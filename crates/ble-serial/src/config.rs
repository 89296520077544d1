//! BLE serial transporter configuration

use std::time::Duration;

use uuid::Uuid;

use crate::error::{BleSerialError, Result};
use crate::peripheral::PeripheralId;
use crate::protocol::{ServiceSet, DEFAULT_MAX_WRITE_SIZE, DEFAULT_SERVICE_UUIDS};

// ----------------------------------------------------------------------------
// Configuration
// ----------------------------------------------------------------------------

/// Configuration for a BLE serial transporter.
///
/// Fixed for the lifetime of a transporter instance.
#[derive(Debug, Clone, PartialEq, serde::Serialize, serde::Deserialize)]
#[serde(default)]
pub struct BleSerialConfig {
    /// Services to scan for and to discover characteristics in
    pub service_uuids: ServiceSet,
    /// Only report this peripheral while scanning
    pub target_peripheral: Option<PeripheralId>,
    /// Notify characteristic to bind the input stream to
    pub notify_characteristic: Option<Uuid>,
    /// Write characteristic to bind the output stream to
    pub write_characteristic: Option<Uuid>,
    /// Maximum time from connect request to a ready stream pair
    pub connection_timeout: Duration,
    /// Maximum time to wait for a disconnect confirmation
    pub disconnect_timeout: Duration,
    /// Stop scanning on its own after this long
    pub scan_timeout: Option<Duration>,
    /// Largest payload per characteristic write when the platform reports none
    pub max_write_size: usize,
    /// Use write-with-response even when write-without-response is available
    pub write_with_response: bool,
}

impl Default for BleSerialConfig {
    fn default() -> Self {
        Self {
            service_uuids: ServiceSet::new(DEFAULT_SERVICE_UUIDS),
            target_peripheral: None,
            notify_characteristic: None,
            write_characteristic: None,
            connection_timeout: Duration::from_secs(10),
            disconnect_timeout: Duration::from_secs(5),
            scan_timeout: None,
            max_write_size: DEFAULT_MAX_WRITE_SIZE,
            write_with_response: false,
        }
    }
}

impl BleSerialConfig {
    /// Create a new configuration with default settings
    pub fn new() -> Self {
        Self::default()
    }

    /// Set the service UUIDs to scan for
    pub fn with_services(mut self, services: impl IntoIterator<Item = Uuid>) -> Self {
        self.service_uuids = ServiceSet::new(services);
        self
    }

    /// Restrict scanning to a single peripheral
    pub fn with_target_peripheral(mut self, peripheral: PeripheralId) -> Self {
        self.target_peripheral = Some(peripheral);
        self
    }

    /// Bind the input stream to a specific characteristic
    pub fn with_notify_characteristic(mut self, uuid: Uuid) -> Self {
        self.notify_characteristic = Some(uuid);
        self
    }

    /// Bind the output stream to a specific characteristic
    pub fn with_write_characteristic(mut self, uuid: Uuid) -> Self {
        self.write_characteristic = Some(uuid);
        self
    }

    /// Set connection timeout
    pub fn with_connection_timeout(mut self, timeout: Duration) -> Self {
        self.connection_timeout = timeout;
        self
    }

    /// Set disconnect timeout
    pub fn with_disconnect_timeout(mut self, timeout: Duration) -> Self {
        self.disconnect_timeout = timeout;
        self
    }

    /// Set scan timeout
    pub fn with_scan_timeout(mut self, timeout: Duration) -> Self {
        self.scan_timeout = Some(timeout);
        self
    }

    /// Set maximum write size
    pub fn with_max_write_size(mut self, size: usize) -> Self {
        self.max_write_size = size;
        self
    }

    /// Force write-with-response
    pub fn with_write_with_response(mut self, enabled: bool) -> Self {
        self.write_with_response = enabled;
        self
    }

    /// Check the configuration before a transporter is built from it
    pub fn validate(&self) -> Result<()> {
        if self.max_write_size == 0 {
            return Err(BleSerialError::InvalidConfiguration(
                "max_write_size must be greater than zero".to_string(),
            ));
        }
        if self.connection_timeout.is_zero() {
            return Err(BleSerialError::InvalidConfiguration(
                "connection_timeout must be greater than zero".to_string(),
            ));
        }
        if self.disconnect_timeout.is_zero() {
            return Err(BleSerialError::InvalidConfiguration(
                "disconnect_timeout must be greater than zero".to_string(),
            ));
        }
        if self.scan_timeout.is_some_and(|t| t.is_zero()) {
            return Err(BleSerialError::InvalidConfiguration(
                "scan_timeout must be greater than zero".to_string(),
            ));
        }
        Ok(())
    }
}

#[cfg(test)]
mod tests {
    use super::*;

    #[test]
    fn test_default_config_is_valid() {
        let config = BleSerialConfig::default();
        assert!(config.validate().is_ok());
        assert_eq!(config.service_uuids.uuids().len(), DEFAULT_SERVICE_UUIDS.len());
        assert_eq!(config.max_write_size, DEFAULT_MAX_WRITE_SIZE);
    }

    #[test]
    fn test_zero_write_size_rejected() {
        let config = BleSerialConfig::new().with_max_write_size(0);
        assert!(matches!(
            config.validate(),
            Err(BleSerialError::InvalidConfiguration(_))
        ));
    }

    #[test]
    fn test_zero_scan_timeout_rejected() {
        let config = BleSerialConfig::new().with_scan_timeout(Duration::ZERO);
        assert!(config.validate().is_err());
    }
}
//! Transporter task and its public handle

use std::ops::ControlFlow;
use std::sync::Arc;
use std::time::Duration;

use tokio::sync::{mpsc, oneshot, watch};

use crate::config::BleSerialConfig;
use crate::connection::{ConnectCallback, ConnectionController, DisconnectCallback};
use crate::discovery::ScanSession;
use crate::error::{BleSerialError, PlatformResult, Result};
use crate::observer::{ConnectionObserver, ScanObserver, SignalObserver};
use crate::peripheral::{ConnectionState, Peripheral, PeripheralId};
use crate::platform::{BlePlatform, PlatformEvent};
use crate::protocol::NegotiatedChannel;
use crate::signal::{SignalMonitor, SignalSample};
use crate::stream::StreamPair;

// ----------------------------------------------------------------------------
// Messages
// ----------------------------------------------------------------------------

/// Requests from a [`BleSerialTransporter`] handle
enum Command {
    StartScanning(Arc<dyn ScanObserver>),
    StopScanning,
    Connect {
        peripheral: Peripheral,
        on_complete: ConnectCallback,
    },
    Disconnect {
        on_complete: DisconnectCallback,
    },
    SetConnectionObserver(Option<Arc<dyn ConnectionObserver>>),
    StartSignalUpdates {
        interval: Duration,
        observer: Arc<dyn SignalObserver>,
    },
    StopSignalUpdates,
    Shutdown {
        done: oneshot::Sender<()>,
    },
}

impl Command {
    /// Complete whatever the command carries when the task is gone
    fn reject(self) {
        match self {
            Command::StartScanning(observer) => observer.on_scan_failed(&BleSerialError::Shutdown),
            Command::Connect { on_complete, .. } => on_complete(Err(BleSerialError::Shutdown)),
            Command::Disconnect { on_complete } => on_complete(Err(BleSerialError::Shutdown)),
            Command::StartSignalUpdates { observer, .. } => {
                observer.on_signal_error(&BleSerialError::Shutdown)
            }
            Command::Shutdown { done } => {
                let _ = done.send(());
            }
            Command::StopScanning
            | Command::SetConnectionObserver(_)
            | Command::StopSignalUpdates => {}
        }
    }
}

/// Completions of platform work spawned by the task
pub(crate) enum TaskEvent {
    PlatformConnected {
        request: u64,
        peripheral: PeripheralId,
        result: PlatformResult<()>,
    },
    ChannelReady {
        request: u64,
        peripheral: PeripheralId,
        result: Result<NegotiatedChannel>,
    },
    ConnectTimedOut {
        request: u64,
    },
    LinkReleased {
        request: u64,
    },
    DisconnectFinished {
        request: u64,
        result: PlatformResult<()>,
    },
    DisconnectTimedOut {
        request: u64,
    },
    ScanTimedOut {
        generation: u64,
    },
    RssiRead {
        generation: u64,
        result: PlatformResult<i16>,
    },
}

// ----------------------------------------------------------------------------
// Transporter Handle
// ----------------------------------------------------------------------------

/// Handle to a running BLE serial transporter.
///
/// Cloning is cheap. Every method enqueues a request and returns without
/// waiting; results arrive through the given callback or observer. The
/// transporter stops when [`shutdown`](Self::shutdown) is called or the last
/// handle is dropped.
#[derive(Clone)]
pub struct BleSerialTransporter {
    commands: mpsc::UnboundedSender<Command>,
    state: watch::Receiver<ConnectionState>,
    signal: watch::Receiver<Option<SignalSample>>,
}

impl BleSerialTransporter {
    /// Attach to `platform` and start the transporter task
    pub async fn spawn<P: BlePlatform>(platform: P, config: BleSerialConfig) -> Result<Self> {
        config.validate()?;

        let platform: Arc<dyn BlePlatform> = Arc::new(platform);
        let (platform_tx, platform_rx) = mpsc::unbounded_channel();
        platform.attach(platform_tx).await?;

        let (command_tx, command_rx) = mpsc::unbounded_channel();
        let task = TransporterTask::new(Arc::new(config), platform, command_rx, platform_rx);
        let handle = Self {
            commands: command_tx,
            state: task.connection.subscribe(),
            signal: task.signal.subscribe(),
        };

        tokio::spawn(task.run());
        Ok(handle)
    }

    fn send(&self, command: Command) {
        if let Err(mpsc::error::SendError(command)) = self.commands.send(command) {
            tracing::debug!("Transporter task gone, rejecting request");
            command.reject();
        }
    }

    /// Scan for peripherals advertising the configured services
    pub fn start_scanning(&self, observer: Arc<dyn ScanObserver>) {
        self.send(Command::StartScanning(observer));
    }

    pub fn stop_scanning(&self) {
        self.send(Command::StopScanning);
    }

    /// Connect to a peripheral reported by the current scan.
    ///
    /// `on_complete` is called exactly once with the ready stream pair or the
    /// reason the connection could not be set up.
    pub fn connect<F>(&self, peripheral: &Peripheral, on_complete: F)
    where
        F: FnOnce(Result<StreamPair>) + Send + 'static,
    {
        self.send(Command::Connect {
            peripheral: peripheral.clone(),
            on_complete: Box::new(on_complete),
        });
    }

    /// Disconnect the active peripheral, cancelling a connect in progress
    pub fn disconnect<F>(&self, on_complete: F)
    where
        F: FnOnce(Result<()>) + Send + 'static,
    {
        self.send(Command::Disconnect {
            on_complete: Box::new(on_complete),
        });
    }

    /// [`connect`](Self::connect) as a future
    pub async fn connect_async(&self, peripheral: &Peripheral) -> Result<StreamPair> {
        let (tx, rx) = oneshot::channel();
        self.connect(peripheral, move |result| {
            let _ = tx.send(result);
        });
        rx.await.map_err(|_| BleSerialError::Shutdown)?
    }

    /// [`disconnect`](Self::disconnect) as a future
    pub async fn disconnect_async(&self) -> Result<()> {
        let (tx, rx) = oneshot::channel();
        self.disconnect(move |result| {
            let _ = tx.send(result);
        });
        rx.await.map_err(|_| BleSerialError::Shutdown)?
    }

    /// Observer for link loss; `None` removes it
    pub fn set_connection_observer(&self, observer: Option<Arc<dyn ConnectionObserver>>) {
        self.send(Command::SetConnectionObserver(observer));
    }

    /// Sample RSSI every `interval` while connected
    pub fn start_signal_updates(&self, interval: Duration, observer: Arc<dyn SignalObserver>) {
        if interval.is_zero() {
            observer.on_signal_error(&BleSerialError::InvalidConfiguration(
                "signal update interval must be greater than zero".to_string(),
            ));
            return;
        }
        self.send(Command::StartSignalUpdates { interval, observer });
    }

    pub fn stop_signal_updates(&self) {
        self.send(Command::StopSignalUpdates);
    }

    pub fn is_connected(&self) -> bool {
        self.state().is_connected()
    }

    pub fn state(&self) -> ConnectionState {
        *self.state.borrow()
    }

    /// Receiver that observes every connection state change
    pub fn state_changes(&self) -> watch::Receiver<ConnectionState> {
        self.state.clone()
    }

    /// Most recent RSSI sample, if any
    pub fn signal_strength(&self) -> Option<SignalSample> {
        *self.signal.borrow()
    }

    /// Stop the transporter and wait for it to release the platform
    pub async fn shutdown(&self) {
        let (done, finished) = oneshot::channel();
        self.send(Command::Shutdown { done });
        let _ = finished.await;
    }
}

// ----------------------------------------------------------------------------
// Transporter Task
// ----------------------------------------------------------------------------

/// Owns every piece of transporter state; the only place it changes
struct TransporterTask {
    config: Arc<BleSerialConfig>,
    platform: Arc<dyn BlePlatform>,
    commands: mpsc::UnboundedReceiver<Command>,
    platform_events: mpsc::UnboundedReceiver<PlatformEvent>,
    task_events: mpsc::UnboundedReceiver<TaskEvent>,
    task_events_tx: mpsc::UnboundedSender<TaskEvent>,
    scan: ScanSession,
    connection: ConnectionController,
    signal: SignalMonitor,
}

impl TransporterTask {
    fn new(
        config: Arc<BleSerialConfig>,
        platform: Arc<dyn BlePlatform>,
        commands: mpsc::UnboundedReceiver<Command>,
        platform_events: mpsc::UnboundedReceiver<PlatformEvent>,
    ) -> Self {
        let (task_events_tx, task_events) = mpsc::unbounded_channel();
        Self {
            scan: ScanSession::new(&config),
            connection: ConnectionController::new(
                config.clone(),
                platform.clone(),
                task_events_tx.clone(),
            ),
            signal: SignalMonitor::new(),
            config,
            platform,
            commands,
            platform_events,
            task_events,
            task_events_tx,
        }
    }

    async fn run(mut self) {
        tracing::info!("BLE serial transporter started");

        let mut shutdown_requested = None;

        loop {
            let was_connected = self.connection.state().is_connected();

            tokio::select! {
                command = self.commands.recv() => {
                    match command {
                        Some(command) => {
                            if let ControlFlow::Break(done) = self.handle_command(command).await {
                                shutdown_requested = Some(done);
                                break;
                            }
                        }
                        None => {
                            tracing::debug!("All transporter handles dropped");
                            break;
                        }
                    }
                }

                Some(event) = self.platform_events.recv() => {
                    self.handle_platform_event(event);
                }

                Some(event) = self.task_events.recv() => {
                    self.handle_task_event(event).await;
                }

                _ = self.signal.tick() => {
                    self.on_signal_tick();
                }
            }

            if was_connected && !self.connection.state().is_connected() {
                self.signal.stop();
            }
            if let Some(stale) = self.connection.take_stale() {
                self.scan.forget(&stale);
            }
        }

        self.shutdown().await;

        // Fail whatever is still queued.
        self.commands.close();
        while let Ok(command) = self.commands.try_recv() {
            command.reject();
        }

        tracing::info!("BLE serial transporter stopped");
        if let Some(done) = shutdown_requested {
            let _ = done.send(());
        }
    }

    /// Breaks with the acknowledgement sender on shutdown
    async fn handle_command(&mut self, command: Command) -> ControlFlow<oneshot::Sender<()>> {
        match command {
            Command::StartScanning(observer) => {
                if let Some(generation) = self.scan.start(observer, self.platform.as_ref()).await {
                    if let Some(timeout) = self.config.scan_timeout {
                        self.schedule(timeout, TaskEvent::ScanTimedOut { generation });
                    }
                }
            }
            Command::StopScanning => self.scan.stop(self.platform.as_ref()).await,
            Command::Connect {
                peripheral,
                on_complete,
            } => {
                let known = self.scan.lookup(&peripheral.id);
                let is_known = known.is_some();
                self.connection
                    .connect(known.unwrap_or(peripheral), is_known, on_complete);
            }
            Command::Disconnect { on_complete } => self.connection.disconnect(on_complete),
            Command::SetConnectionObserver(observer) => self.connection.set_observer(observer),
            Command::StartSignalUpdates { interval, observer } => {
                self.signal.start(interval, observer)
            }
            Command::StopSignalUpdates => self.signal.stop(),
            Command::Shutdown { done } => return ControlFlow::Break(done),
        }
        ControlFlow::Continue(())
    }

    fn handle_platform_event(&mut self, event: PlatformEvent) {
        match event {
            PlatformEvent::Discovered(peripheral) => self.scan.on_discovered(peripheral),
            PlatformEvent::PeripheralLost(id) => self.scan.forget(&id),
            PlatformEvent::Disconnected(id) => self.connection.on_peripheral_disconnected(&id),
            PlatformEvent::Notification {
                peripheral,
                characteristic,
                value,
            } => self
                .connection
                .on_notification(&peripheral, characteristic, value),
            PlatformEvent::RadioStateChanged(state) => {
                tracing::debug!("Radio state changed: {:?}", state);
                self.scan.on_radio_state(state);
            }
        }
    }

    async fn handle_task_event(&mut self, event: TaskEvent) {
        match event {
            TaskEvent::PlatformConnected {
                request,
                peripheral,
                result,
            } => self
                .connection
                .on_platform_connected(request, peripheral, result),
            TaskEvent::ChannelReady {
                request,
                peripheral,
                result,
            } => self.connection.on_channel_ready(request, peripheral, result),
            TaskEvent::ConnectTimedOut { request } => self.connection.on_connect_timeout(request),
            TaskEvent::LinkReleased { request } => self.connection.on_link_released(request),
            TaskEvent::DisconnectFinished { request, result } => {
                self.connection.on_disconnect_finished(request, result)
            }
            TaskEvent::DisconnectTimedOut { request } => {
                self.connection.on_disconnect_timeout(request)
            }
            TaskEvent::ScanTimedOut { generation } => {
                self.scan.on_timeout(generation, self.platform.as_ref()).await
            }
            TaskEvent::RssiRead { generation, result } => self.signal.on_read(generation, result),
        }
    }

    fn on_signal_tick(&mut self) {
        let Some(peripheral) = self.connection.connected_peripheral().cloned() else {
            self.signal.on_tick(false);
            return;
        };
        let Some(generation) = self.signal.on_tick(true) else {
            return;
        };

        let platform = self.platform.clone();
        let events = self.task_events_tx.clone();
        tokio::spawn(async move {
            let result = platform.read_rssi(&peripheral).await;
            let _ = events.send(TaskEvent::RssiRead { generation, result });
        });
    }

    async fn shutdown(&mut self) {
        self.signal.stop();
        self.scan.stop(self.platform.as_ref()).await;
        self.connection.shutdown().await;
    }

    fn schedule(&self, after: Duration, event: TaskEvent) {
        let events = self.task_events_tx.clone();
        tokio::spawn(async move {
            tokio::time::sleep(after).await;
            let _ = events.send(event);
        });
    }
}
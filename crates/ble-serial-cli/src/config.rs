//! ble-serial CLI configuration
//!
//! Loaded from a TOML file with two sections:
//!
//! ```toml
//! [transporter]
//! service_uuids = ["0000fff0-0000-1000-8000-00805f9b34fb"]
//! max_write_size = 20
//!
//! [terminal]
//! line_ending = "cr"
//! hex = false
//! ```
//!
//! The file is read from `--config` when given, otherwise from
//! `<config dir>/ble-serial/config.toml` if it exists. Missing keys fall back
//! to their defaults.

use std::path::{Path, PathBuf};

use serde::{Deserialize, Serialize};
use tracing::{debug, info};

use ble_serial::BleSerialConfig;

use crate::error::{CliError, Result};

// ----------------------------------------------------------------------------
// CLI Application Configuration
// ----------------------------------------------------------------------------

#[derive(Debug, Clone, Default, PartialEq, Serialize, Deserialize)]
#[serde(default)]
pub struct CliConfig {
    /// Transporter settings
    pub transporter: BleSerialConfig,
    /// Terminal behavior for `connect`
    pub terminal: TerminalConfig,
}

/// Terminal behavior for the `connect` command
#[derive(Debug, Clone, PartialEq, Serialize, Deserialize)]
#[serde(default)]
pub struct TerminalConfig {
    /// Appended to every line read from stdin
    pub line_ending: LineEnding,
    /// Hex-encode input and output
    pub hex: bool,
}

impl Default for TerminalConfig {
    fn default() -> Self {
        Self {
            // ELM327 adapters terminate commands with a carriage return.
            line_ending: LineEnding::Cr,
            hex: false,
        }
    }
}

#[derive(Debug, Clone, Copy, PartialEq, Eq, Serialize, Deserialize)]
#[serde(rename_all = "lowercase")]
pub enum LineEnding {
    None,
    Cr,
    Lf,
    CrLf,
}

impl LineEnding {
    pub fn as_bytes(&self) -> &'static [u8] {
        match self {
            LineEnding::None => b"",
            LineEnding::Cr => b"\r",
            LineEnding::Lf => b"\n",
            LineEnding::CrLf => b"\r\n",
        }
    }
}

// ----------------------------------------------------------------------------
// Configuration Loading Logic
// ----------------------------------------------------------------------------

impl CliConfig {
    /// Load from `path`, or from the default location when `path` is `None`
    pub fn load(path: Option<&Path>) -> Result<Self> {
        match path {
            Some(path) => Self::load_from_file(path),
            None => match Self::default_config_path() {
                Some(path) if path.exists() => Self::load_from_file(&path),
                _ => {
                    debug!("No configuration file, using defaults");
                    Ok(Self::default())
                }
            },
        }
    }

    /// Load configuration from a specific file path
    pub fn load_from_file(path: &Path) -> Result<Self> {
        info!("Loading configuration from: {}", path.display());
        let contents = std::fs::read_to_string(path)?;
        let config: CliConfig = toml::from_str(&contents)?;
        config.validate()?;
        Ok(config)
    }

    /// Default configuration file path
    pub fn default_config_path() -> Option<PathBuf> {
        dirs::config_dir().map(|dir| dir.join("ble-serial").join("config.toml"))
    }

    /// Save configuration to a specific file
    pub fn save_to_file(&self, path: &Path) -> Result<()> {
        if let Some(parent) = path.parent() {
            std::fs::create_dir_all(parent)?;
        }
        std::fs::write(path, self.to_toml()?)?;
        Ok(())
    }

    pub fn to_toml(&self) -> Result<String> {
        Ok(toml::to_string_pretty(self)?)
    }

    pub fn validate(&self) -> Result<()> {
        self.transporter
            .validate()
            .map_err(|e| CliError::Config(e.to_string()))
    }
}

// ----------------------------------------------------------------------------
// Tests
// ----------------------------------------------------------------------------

++++++

#### ACTIVITY
Filter the entries down to the lines holding the string "SignalObserver". Copy each of those lines.

#### ANSWER
use crate::observer::{ConnectionObserver, ScanObserver, SignalObserver};
        observer: Arc<dyn SignalObserver>,
    pub fn start_signal_updates(&self, interval: Duration, observer: Arc<dyn SignalObserver>) {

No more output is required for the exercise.